The Camden Town murder was a murder which took place in Camden Town, London, England, in 1907. Robert Wood, an artist, was tried for the murder of sex worker Emily Dimmock and acquitted after a defence by Edward Marshall Hall.

On 11 September 1907, Emily Elizabeth Dimmock (known as Phyllis), a part-time sex worker in a relationship with Bertram Shaw, a railwayman, was murdered in her home at Agar Grove (then 29 St Paul's Road), Camden, having gone there from The Eagle public house, Royal College Street. Her attacker had slit her throat while she was asleep, then left in the morning. On the 12th, Shaw returned home during the evening to find his room locked. He borrowed a key from a neighbour, and upon entering found Phyllis lying naked on the bed, throat cut from ear to ear. It was a savage but skillful attack on her from the nature of the wound. Nothing much had been taken from the flat, and the motive was a mystery; the case quickly became a sensation.

After initial difficulty, the police investigation led by Inspector Neill centred on Robert Wood, an artist. A former girlfriend of Wood's, Ruby Young, recognised his handwriting on a postcard found in Dimmock's room, which had been published in many newspapers; she mentioned the similarity of the handwriting to a friend who worked in Fleet Street. Wood was put on trial for the murder, during which Marshall Hall displayed the kind of effective and dramatic cross-examination for which he was known. Marshall Hall was convinced of Wood's innocence, and also of the fallibility of the prosecution case. The judge Mr Justice Grantham departed from the pro-conviction stance he was expected to take mid-summing up, and made it clear he thought the jury should acquit. They did, after retiring for 15 minutes between 7:45 and 8:00 pm.

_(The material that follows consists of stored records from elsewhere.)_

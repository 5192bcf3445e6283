// Migration Runner

use crate::map_sqlx_error;
use quotesweep_core::error::Result;
use sqlx::SqlitePool;
use tracing::info;

/// Run database migrations
pub async fn run_migrations(pool: &SqlitePool) -> Result<()> {
    let table_exists: i64 = sqlx::query_scalar(
        "SELECT COUNT(*) FROM sqlite_master WHERE type='table' AND name='schema_version'",
    )
    .fetch_one(pool)
    .await
    .map_err(map_sqlx_error)?;

    let current_version: i64 = if table_exists > 0 {
        sqlx::query_scalar("SELECT version FROM schema_version ORDER BY version DESC LIMIT 1")
            .fetch_optional(pool)
            .await
            .map_err(map_sqlx_error)?
            .unwrap_or(0)
    } else {
        0
    };

    if current_version < 1 {
        info!("Applying migration 001: initial schema");
        apply_migration(pool, include_str!("../migrations/001_initial_schema.sql")).await?;
    }

    Ok(())
}

/// Apply a single migration SQL file inside one transaction
async fn apply_migration(pool: &SqlitePool, sql: &str) -> Result<()> {
    let mut tx = pool.begin().await.map_err(map_sqlx_error)?;

    // Statements are ';'-separated; strip comment lines first
    for statement in sql.split(';') {
        let clean_statement: String = statement
            .lines()
            .filter(|line| !line.trim().starts_with("--"))
            .collect::<Vec<_>>()
            .join("\n")
            .trim()
            .to_string();

        if !clean_statement.is_empty() {
            sqlx::query(&clean_statement)
                .execute(&mut *tx)
                .await
                .map_err(map_sqlx_error)?;
        }
    }

    tx.commit().await.map_err(map_sqlx_error)?;
    Ok(())
}
// SQLite QuoteRepository Implementation

use crate::map_sqlx_error;
use async_trait::async_trait;
use quotesweep_core::domain::{Quote, QuoteId, QuotePayload};
use quotesweep_core::error::{AppError, Result};
use quotesweep_core::port::{QuoteRepository, StaleQuotePage};
use sqlx::SqlitePool;

pub struct SqliteQuoteRepository {
    pool: SqlitePool,
}

impl SqliteQuoteRepository {
    pub fn new(pool: SqlitePool) -> Self {
        Self { pool }
    }
}

#[async_trait]
impl QuoteRepository for SqliteQuoteRepository {
    async fn insert(&self, quote: &Quote) -> Result<()> {
        sqlx::query(
            r#"
            INSERT INTO quotes (id, store_id, created_at, updated_at, payload)
            VALUES (?, ?, ?, ?, ?)
            "#,
        )
        .bind(&quote.id)
        .bind(&quote.store_id)
        .bind(quote.created_at)
        .bind(quote.updated_at)
        .bind(quote.payload.as_value().to_string())
        .execute(&self.pool)
        .await
        .map_err(map_sqlx_error)?;

        Ok(())
    }

    async fn find_by_id(&self, id: &QuoteId) -> Result<Option<Quote>> {
        let row = sqlx::query_as::<_, QuoteRow>("SELECT * FROM quotes WHERE id = ?")
            .bind(id)
            .fetch_optional(&self.pool)
            .await
            .map_err(map_sqlx_error)?;

        Ok(row.map(QuoteRow::into_quote))
    }

    async fn find_stale_page(
        &self,
        cutoff_ms: i64,
        page_size: i64,
        page: i64,
    ) -> Result<StaleQuotePage> {
        let matching: i64 = sqlx::query_scalar("SELECT COUNT(*) FROM quotes WHERE updated_at <= ?")
            .bind(cutoff_ms)
            .fetch_one(&self.pool)
            .await
            .map_err(map_sqlx_error)?;

        let total_pages = if matching == 0 {
            0
        } else {
            (matching + page_size - 1) / page_size
        };

        if page > total_pages {
            return Ok(StaleQuotePage {
                quotes: Vec::new(),
                total_pages,
            });
        }

        let offset = (page - 1) * page_size;
        let rows: Vec<QuoteRow> = sqlx::query_as(
            r#"
            SELECT * FROM quotes
            WHERE updated_at <= ?
            ORDER BY updated_at ASC, id ASC
            LIMIT ? OFFSET ?
            "#,
        )
        .bind(cutoff_ms)
        .bind(page_size)
        .bind(offset)
        .fetch_all(&self.pool)
        .await
        .map_err(map_sqlx_error)?;

        Ok(StaleQuotePage {
            quotes: rows.into_iter().map(QuoteRow::into_quote).collect(),
            total_pages,
        })
    }

    async fn delete_by_id(&self, id: &QuoteId) -> Result<()> {
        let result = sqlx::query("DELETE FROM quotes WHERE id = ?")
            .bind(id)
            .execute(&self.pool)
            .await
            .map_err(map_sqlx_error)?;

        if result.rows_affected() == 0 {
            return Err(AppError::NotFound(format!("Quote {} not found", id)));
        }

        Ok(())
    }
}

/// SQLite row representation
#[derive(Debug, sqlx::FromRow)]
struct QuoteRow {
    id: String,
    store_id: Option<String>,
    created_at: i64,
    updated_at: i64,
    payload: String,
}

impl QuoteRow {
    fn into_quote(self) -> Quote {
        let payload: serde_json::Value =
            serde_json::from_str(&self.payload).unwrap_or(serde_json::json!({}));

        Quote {
            id: self.id,
            store_id: self.store_id,
            created_at: self.created_at,
            updated_at: self.updated_at,
            payload: QuotePayload::new(payload),
        }
    }
}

The artist Walter Sickert adopted the phrase The Camden Town Murder for a series of etchings, paintings and drawings in 1908–09, in each of which the subjects are a clothed man and a nude woman. It was dramatised in 'The Post Card' an episode of the radio crime anthology series The Black Museum, in 1952, starring Orson Welles, and also in the episode of Secrets of Scotland Yard - 'Scales of Justice' - starring Clive Brook. A television series, Killer in Close-Up, dramatised by George F. Kerr, featured the case in the episode "The Robert Wood Trial". The episode was produced by Sydney television station ABN-2 and broadcast on 4 September 1957. More than thirty years later, the court case featured in an episode of the BBC series Shadow of the Noose in 1989, with Jonathan Hyde as Marshall Hall, and Peter Capaldi as Wood.